Emily Andre is not ruling out having a third baby with her husband Peter Andre.
The busy working doctor has also told how cutting out drinking lets her run her busy life, and why she is promoting the importance of having vitamins as part of a balanced diet.
Emily, mum to Amelia, eight, son Theo, five, with father-of-four Pete, 49, told Mirror Online on Thursday (01.09.22) about the possibility of having another child with the ‘Mysterious Girl’ singer: “I’m not ruling it out. At the moment, I just feel like Theo has started school and I think, ‘Oh, it’s so nice’.
“There are no plans for kids at the moment. Maybe, at some point in the future but at the moment I really enjoy my job.
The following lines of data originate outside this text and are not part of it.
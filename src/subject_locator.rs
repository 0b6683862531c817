use std::sync::Arc;

use k8s_openapi::api::rbac::v1::{ClusterRole, ClusterRoleBinding, PolicyRule, Subject};

use crate::rbac::{rules_allow, Attributes};
use crate::store::Store;

pub const RBAC_API_GROUP: &str = "rbac.authorization.k8s.io";
pub const USER_KIND: &str = "User";
pub const GROUP_KIND: &str = "Group";
pub const SERVICE_ACCOUNT_KIND: &str = "ServiceAccount";

/// The group every apiserver superuser belongs to.
pub const SYSTEM_MASTERS_GROUP: &str = "system:masters";

/// Locates the subjects allowed to perform a request.
pub trait SubjectLocator: Send + Sync {
    /// Returns every subject granted the attributes, plus the messages of any
    /// lookup failures hit along the way. Failures never abort the scan; a
    /// missing role simply contributes nothing.
    fn allowed_subjects(&self, attrs: &Attributes) -> (Vec<Subject>, Vec<String>);
}

pub struct SubjectAccessEvaluator {
    super_user: Option<String>,
    cluster_roles: Arc<Store<ClusterRole>>,
    cluster_role_bindings: Arc<Store<ClusterRoleBinding>>,
}

impl SubjectAccessEvaluator {
    pub fn new(
        cluster_roles: Arc<Store<ClusterRole>>,
        cluster_role_bindings: Arc<Store<ClusterRoleBinding>>,
        super_user: Option<String>,
    ) -> Self {
        Self {
            super_user,
            cluster_roles,
            cluster_role_bindings,
        }
    }

    fn rules_for_role(&self, role_name: &str) -> Result<Vec<PolicyRule>, String> {
        match self.cluster_roles.get(role_name) {
            Some(role) => Ok(role.rules.clone().unwrap_or_default()),
            None => Err(format!("clusterrole {:?} not found", role_name)),
        }
    }
}

impl SubjectLocator for SubjectAccessEvaluator {
    fn allowed_subjects(&self, attrs: &Attributes) -> (Vec<Subject>, Vec<String>) {
        // seed subjects that hold access no matter what policy says
        let mut subjects = vec![Subject {
            api_group: Some(RBAC_API_GROUP.to_string()),
            kind: GROUP_KIND.to_string(),
            name: SYSTEM_MASTERS_GROUP.to_string(),
            namespace: None,
        }];
        if let Some(super_user) = &self.super_user {
            subjects.push(Subject {
                api_group: Some(RBAC_API_GROUP.to_string()),
                kind: USER_KIND.to_string(),
                name: super_user.clone(),
                namespace: None,
            });
        }

        let mut errors = Vec::new();
        for binding in self.cluster_role_bindings.list() {
            let rules = match self.rules_for_role(&binding.role_ref.name) {
                Ok(rules) => rules,
                Err(err) => {
                    errors.push(err);
                    continue;
                }
            };
            if rules_allow(attrs, &rules) {
                subjects.extend(binding.subjects.clone().unwrap_or_default());
            }
        }

        (subjects, errors)
    }
}
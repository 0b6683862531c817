use std::collections::HashSet;

use anyhow::{anyhow, Result};
use k8s_openapi::api::rbac::v1::{ClusterRole, PolicyRule};

use crate::rbac::{self, Attributes};
use crate::store::Store;

/// The user-extra key under which token scopes arrive on a request.
pub const SCOPES_KEY: &str = "scopes.authorization.openshift.io";

/// Wildcard entry meaning "no further name filtering".
pub const ALL_NAMESPACES: &str = "*";

const USER_INDICATOR: &str = "user:";
const CLUSTER_ROLE_INDICATOR: &str = "role:";

pub const USER_INFO: &str = "user:info";
pub const USER_ACCESS_CHECK: &str = "user:check-access";
pub const USER_LIST_SCOPED_PROJECTS: &str = "user:list-scoped-projects";
pub const USER_LIST_ALL_PROJECTS: &str = "user:list-projects";
pub const USER_FULL: &str = "user:full";

/// A parsed scope string. Scopes only ever narrow access; evaluation maps
/// each one to the set of names the token may see.
#[derive(Clone, Debug, PartialEq, Eq)]
pub enum Scope {
    /// `user:<tag>`
    User(String),
    /// `role:<clusterrole>:<namespace|*>` with an optional `:!` suffix that
    /// marks the scope as escalating
    ClusterRole {
        name: String,
        namespace: String,
        escalating: bool,
    },
}

pub fn parse_scope(scope: &str) -> Result<Scope> {
    if scope.starts_with(USER_INDICATOR) {
        return Ok(Scope::User(scope[USER_INDICATOR.len()..].to_string()));
    }
    if scope.starts_with(CLUSTER_ROLE_INDICATOR) {
        let parts: Vec<&str> = scope.split(':').collect();
        match parts.len() {
            3 => {
                return Ok(Scope::ClusterRole {
                    name: parts[1].to_string(),
                    namespace: parts[2].to_string(),
                    escalating: false,
                })
            }
            4 if parts[3] == "!" => {
                return Ok(Scope::ClusterRole {
                    name: parts[1].to_string(),
                    namespace: parts[2].to_string(),
                    escalating: true,
                })
            }
            _ => return Err(anyhow!("bad format for scope {:?}", scope)),
        }
    }
    Err(anyhow!("no scope evaluator found for {:?}", scope))
}

/// Resources a scope-constrained token must never reach through a role, since
/// access to them is equivalent to broader credentials.
const ESCALATING_SCOPE_RESOURCES: &[(&str, &str)] = &[
    ("", "secrets"),
    ("image.openshift.io", "imagestreams/secrets"),
    ("oauth.openshift.io", "oauthauthorizetokens"),
    ("oauth.openshift.io", "oauthaccesstokens"),
    ("authorization.openshift.io", "roles"),
    ("authorization.openshift.io", "rolebindings"),
    ("authorization.openshift.io", "clusterroles"),
    ("authorization.openshift.io", "clusterrolebindings"),
    // used in Service admission to create a service with an external IP
    // outside the allowed range
    ("network.openshift.io", "service/externalips"),
    ("", "imagestreams/secrets"),
    ("", "oauthauthorizetokens"),
    ("", "oauthaccesstokens"),
    ("", "roles"),
    ("", "rolebindings"),
    ("", "clusterroles"),
    ("", "clusterrolebindings"),
];

fn has(set: Option<&Vec<String>>, value: &str) -> bool {
    set.map(|s| s.iter().any(|e| e == value)).unwrap_or(false)
}

/// Strips references to escalating resources out of a rule. Coarse on
/// purpose: the whole resource string is removed from the rule rather than
/// splitting the rule per verb or group.
fn remove_escalating_resources(rule: &PolicyRule) -> PolicyRule {
    let mut out = rule.clone();
    for (group, resource) in ESCALATING_SCOPE_RESOURCES {
        if !(has(rule.api_groups.as_ref(), group) && has(rule.resources.as_ref(), resource)) {
            continue;
        }
        if let Some(resources) = out.resources.as_mut() {
            resources.retain(|r| r != resource);
        }
    }
    out
}

fn resolve_role_rules(
    role_name: &str,
    escalating: bool,
    cluster_roles: &Store<ClusterRole>,
) -> Vec<PolicyRule> {
    let Some(role) = cluster_roles.get(role_name) else {
        return Vec::new();
    };

    let mut rules = Vec::new();
    for rule in role.rules.as_deref().unwrap_or_default() {
        if escalating {
            rules.push(rule.clone());
            continue;
        }

        // rules with unbounded access have no place in a scope
        if rule.verbs.iter().any(|v| v == rbac::VERB_ALL)
            || has(rule.resources.as_ref(), rbac::RESOURCE_ALL)
            || has(rule.api_groups.as_ref(), rbac::API_GROUP_ALL)
        {
            continue;
        }
        rules.push(remove_escalating_resources(rule));
    }
    rules
}

fn resolve_gettable_namespaces(scope: &Scope, cluster_roles: &Store<ClusterRole>) -> Vec<String> {
    match scope {
        Scope::User(tag) => match format!("{}{}", USER_INDICATOR, tag).as_str() {
            USER_FULL | USER_LIST_ALL_PROJECTS => vec![ALL_NAMESPACES.to_string()],
            _ => Vec::new(),
        },
        Scope::ClusterRole {
            name,
            namespace,
            escalating,
        } => {
            let rules = resolve_role_rules(name, *escalating, cluster_roles);
            let attrs = Attributes {
                verb: "get".to_string(),
                resource: "namespaces".to_string(),
                resource_request: true,
                ..Default::default()
            };
            if rbac::rules_allow(&attrs, &rules) {
                vec![namespace.clone()]
            } else {
                Vec::new()
            }
        }
    }
}

/// Returns the set of names the provided scopes have `get` access to.
///
/// An empty scope list means the token is unscoped and sees everything. Parse
/// failures are collected and returned next to the best-effort set so one
/// malformed scope cannot hide a well-formed one.
pub fn scopes_to_visible_namespaces(
    scopes: &[String],
    cluster_roles: &Store<ClusterRole>,
    ignore_unhandled: bool,
) -> (HashSet<String>, Vec<String>) {
    if scopes.is_empty() {
        return (
            HashSet::from([ALL_NAMESPACES.to_string()]),
            Vec::new(),
        );
    }

    let mut visible = HashSet::new();
    let mut errors = Vec::new();
    for raw in scopes {
        match parse_scope(raw) {
            Ok(scope) => {
                visible.extend(resolve_gettable_namespaces(&scope, cluster_roles));
            }
            Err(err) => {
                let unhandled = !raw.starts_with(USER_INDICATOR)
                    && !raw.starts_with(CLUSTER_ROLE_INDICATOR);
                if unhandled && ignore_unhandled {
                    continue;
                }
                errors.push(err.to_string());
            }
        }
    }

    (visible, errors)
}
I’m loving being a mum and I’m just really happy.”
Emily admitted she can suffer “mum guilt” as she juggles her challenging job with the NHS and childcare.
Emily added a teetotal lifestyle helps after she gave up booze nearly 10 years ago.
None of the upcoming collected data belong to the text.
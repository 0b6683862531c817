use std::collections::HashSet;

use parking_lot::Mutex;
use serde::{Deserialize, Serialize};

use crate::types::UserInfo;

/// How many cache notifications may queue up for one client before the
/// watcher is dropped and the client has to re-list.
pub const INCOMING_BUFFER: usize = 1000;

/// Outbound buffer between the watcher task and the HTTP response body.
pub const OUTGOING_BUFFER: usize = 100;

#[derive(Clone, Copy, Debug, Serialize, Deserialize, PartialEq, Eq)]
#[serde(rename_all = "SCREAMING_SNAKE_CASE")]
pub enum EventType {
    Added,
    Modified,
    Deleted,
    Error,
}

/// One frame of a watch stream, shaped like the Kubernetes watch protocol.
#[derive(Clone, Debug, Serialize, Deserialize, PartialEq)]
pub struct WatchEvent {
    #[serde(rename = "type")]
    pub event_type: EventType,
    pub object: serde_json::Value,
}

/// Materializes the full object for a name, used when turning a visibility
/// change into a streamable event.
pub type ConvertResource = Box<dyn Fn(&str) -> serde_json::Value + Send + Sync>;

/// Per-client view of one AuthCache.
///
/// The cache fan-out calls [`CacheWatcher::group_membership_changed`] under
/// its watcher lock; everything here is quick, lock-scoped bookkeeping that
/// turns subject-set changes into ADDED/DELETED events for exactly this
/// client.
pub struct CacheWatcher {
    username: String,
    groups: Vec<String>,
    // names the client's scopes allow, possibly the "*" wildcard
    allowed_names: HashSet<String>,
    // names this client currently observes as existing
    visible: Mutex<HashSet<String>>,
    convert: ConvertResource,
}

impl CacheWatcher {
    pub fn new(user: &UserInfo, allowed_names: HashSet<String>, convert: ConvertResource) -> Self {
        Self {
            username: user.name.clone(),
            groups: user.groups.clone(),
            allowed_names,
            visible: Mutex::new(HashSet::new()),
            convert,
        }
    }

    fn allows(&self, name: &str) -> bool {
        self.allowed_names.contains(crate::scope::ALL_NAMESPACES)
            || self.allowed_names.contains(name)
    }

    /// The priming burst: one ADDED per name the user is entitled to right
    /// now, filtered by scope. Sorted so the stream is deterministic.
    pub(crate) fn initial_events(&self, entitled: &HashSet<String>) -> Vec<WatchEvent> {
        let mut names: Vec<&String> = entitled.iter().filter(|n| self.allows(n)).collect();
        names.sort();

        let mut visible = self.visible.lock();
        names
            .into_iter()
            .map(|name| {
                visible.insert(name.clone());
                WatchEvent {
                    event_type: EventType::Added,
                    object: (self.convert)(name),
                }
            })
            .collect()
    }

    /// Converts one cache notification into at most one event for this
    /// client, tracking which names the client has already seen.
    pub(crate) fn group_membership_changed(
        &self,
        name: &str,
        users: &HashSet<String>,
        groups: &HashSet<String>,
    ) -> Option<WatchEvent> {
        if !self.allows(name) {
            return None;
        }

        let has_access =
            users.contains(&self.username) || self.groups.iter().any(|g| groups.contains(g));

        let mut visible = self.visible.lock();
        match (visible.contains(name), has_access) {
            // membership may have shifted, but the object neither appeared
            // nor disappeared for this client
            (true, true) | (false, false) => None,
            (false, true) => {
                visible.insert(name.to_string());
                Some(WatchEvent {
                    event_type: EventType::Added,
                    object: (self.convert)(name),
                })
            }
            (true, false) => {
                visible.remove(name);
                Some(WatchEvent {
                    event_type: EventType::Deleted,
                    object: (self.convert)(name),
                })
            }
        }
    }
}
#[derive(Default)]
struct Indexes {
    review_records: HashMap<String, ReviewRecord>,
    user_subjects: HashMap<String, HashSet<String>>,
    group_subjects: HashMap<String, HashSet<String>>,
    all_known_names: HashSet<String>,
}

#[derive(Default)]
struct SyncState {
    last_state: String,
    synced_once: bool,
    // the resource versions of every role/binding seen last cycle; any
    // difference (including a deletion) invalidates cached reviews
    cluster_role_versions: HashSet<String>,
    cluster_role_binding_versions: HashSet<String>,
}

struct WatcherEntry {
    watcher: Arc<CacheWatcher>,
    sender: mpsc::Sender<WatchEvent>,
}

/// The authorization projection for one `(group, resource)` kind: who can
/// see which names, kept current by periodic synchronization against the
/// RBAC listers and the target-resource lister.
///
/// The synchronizer is the sole writer of the indexes; `list_names` and
/// watcher registration read concurrently.
pub struct AuthCache {
    group: String,
    resource: String,

    reviewer: Arc<dyn Reviewer>,
    cluster_roles: Arc<Store<ClusterRole>>,
    cluster_role_bindings: Arc<Store<ClusterRoleBinding>>,

    target_versioner: Arc<dyn LastSyncResourceVersioner>,
    policy_versioner: UnionVersioner,

    list_requests: Box<dyn Fn() -> Result<Vec<ReviewRequest>> + Send + Sync>,

    indexes: RwLock<Indexes>,
    sync_state: Mutex<SyncState>,

    watchers: Mutex<HashMap<u64, WatcherEntry>>,
    next_watcher_id: AtomicU64,
    // set when a watcher registers so the next tick runs a full cycle even
    // if no resource version moved
    watcher_registered: AtomicBool,
}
She stopped drinking after having daughter Amelia and said she only had a sip of Champagne at her wedding to Pete in 2015.
Emily said: “No alcohol has passed my lips – apart from cooking. I’m quite sociable, quite chatty so I don’t really miss it in a social situation. I definitely don’t miss the hangovers or the taste. I kind of just thought, ‘I’m doing it for social pressure’.
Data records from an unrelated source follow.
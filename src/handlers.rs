use std::sync::Arc;

use axum::body::{Body, Bytes};
use axum::extract::{Path, Query, State};
use axum::http::{header, HeaderMap};
use axum::response::{IntoResponse, Response};
use axum::routing::get;
use axum::{Json, Router};
use futures::StreamExt;
use k8s_openapi::api::rbac::v1::ClusterRole;
use kube::Api;
use log::*;
use serde::Deserialize;
use tokio_stream::wrappers::ReceiverStream;

use crate::cluster_cache::ResourceCache;
use crate::errors::ApiError;
use crate::scope;
use crate::selector::LabelSelector;
use crate::store::Store;
use crate::types::{ManagedCluster, ManagedClusterSet, TargetResource, UserInfo};

/// Identity headers set by the delegating front proxy.
const USER_HEADER: &str = "x-remote-user";
const GROUP_HEADER: &str = "x-remote-group";
const EXTRA_HEADER_PREFIX: &str = "x-remote-extra-";

#[derive(Clone)]
pub struct ApiState {
    pub clusters: Arc<ResourceCache<ManagedCluster>>,
    pub cluster_sets: Arc<ResourceCache<ManagedClusterSet>>,
    pub cluster_roles: Arc<Store<ClusterRole>>,
    pub client: kube::Client,
}

pub fn router(state: ApiState) -> Router {
    Router::new()
        .route(
            "/apis/cluster.open-cluster-management.io/v1/managedclusters",
            get(list_or_watch_clusters),
        )
        .route(
            "/apis/cluster.open-cluster-management.io/v1/managedclusters/:name",
            get(get_cluster),
        )
        .route(
            "/apis/cluster.open-cluster-management.io/v1alpha1/managedclustersets",
            get(list_or_watch_cluster_sets),
        )
        .route(
            "/apis/cluster.open-cluster-management.io/v1alpha1/managedclustersets/:name",
            get(get_cluster_set),
        )
        .with_state(state)
}

#[derive(Debug, Default, Deserialize)]
pub struct ListQuery {
    #[serde(default)]
    watch: Option<String>,
    #[serde(default, rename = "resourceVersion")]
    resource_version: Option<String>,
    #[serde(default, rename = "labelSelector")]
    label_selector: Option<String>,
}

impl ListQuery {
    fn is_watch(&self) -> bool {
        matches!(self.watch.as_deref(), Some("true") | Some("1"))
    }
}

/// Reconstructs the caller identity from the front-proxy headers. A request
/// without one cannot be ACLed and is rejected.
pub fn user_from_headers(headers: &HeaderMap) -> Result<UserInfo, ApiError> {
    let name = headers
        .get(USER_HEADER)
        .and_then(|v| v.to_str().ok())
        .filter(|v| !v.is_empty())
        .ok_or_else(|| ApiError::Forbidden("no user on request".to_string()))?
        .to_string();

    let groups = headers
        .get_all(GROUP_HEADER)
        .iter()
        .filter_map(|v| v.to_str().ok())
        .map(|v| v.to_string())
        .collect();

    let mut user = UserInfo {
        name,
        groups,
        extra: Default::default(),
    };
    for (header_name, value) in headers.iter() {
        let Some(key) = header_name.as_str().strip_prefix(EXTRA_HEADER_PREFIX) else {
            continue;
        };
        let Ok(value) = value.to_str() else { continue };
        user.extra
            .entry(key.to_string())
            .or_default()
            .push(value.to_string());
    }

    Ok(user)
}

async fn list_or_watch_clusters(
    State(state): State<ApiState>,
    Query(query): Query<ListQuery>,
    headers: HeaderMap,
) -> Result<Response, ApiError> {
    list_or_watch(&state.clusters, &state.cluster_roles, &headers, &query)
}

async fn list_or_watch_cluster_sets(
    State(state): State<ApiState>,
    Query(query): Query<ListQuery>,
    headers: HeaderMap,
) -> Result<Response, ApiError> {
    list_or_watch(&state.cluster_sets, &state.cluster_roles, &headers, &query)
}

fn list_or_watch<T: TargetResource>(
    cache: &Arc<ResourceCache<T>>,
    cluster_roles: &Store<ClusterRole>,
    headers: &HeaderMap,
    query: &ListQuery,
) -> Result<Response, ApiError> {
    let user = user_from_headers(headers)?;

    if query.is_watch() {
        return watch(cache, cluster_roles, &user, query);
    }

    let selector = LabelSelector::parse(query.label_selector.as_deref().unwrap_or_default())
        .map_err(|err| ApiError::BadRequest(err.to_string()))?;

    debug!("{} list for user {:?}", T::RESOURCE, user.name);
    let items: Vec<serde_json::Value> = cache
        .list(&user, &selector)
        .iter()
        .filter_map(|obj| serde_json::to_value(obj.as_ref()).ok())
        .collect();

    let body = serde_json::json!({
        "apiVersion": T::api_version(),
        "kind": format!("{}List", T::KIND),
        "metadata": {},
        "items": items,
    });
    Ok(Json(body).into_response())
}

fn watch<T: TargetResource>(
    cache: &Arc<ResourceCache<T>>,
    cluster_roles: &Store<ClusterRole>,
    user: &UserInfo,
    query: &ListQuery,
) -> Result<Response, ApiError> {
    // scopes narrow which names this token may see before any RBAC filtering
    let (allowed_names, errors) =
        scope::scopes_to_visible_namespaces(user.scopes(), cluster_roles, true);
    if !errors.is_empty() {
        return Err(ApiError::Internal(errors.join("; ")));
    }

    let include_all_existing = query.resource_version.as_deref() == Some("0");
    debug!(
        "{} watch for user {:?} (initial burst: {})",
        T::RESOURCE,
        user.name,
        include_all_existing
    );

    let receiver = cache.watch(user, allowed_names, include_all_existing);
    let stream = ReceiverStream::new(receiver).map(|event| {
        let mut frame = serde_json::to_vec(&event).unwrap_or_default();
        frame.push(b'\n');
        Ok::<_, std::convert::Infallible>(Bytes::from(frame))
    });

    Response::builder()
        .header(header::CONTENT_TYPE, "application/json")
        .body(Body::from_stream(stream))
        .map_err(|err| ApiError::Internal(err.to_string()))
}

async fn get_cluster(
    State(state): State<ApiState>,
    Path(name): Path<String>,
    headers: HeaderMap,
) -> Result<Json<ManagedCluster>, ApiError> {
    let _user = user_from_headers(&headers)?;
    let api: Api<ManagedCluster> = Api::all(state.client.clone());
    Ok(Json(api.get(&name).await?))
}

async fn get_cluster_set(
    State(state): State<ApiState>,
    Path(name): Path<String>,
    headers: HeaderMap,
) -> Result<Json<ManagedClusterSet>, ApiError> {
    let _user = user_from_headers(&headers)?;
    let api: Api<ManagedClusterSet> = Api::all(state.client.clone());
    Ok(Json(api.get(&name).await?))
}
“I just never really started again. I don’t look back. It made me feel so much better, I feel so much happier and I sleep better.”
Pete also gave up booze shortly after Emily, with the doctor adding: “He thought, ‘I’m not going to go and buy a bottle of wine and have it by myself’.
“He just followed me really and we both realised it’s been a positive thing for us. For our health and just in general. It wasn’t for a moral thing or anything like that.
“I don’t have any problem with people drinking, I just realised it wasn’t something I needed in my life.”
Emily’s latest health mission is to highlight how Britons should adopt a balanced diet with contains plenty of iron and vitamin B12, as a frontwoman for the Agriculture and Horticulture Development Board’s ‘We Eat Balanced’ campaign.
It comes after research showed 35% of women surveyed say they have been diagnosed with an iron deficiency.
Emily said: “The fact that so many women and girls are already affected by low iron levels or suspect they may be iron deficient is worrying because iron is an important mineral that’s involved in various bodily functions including to help support the immune system and the symptoms – including tiredness and lack of energy – can impact daily life.
“What better way to bring attention to this issue than by turning myself into a real-life iron woman for the day in support of AHDB’s We Eat Balanced campaign.
“Eating a balanced diet is key to helping us get the wide range of nutrients that our bodies need, and there are plenty of cost-effective options available too.”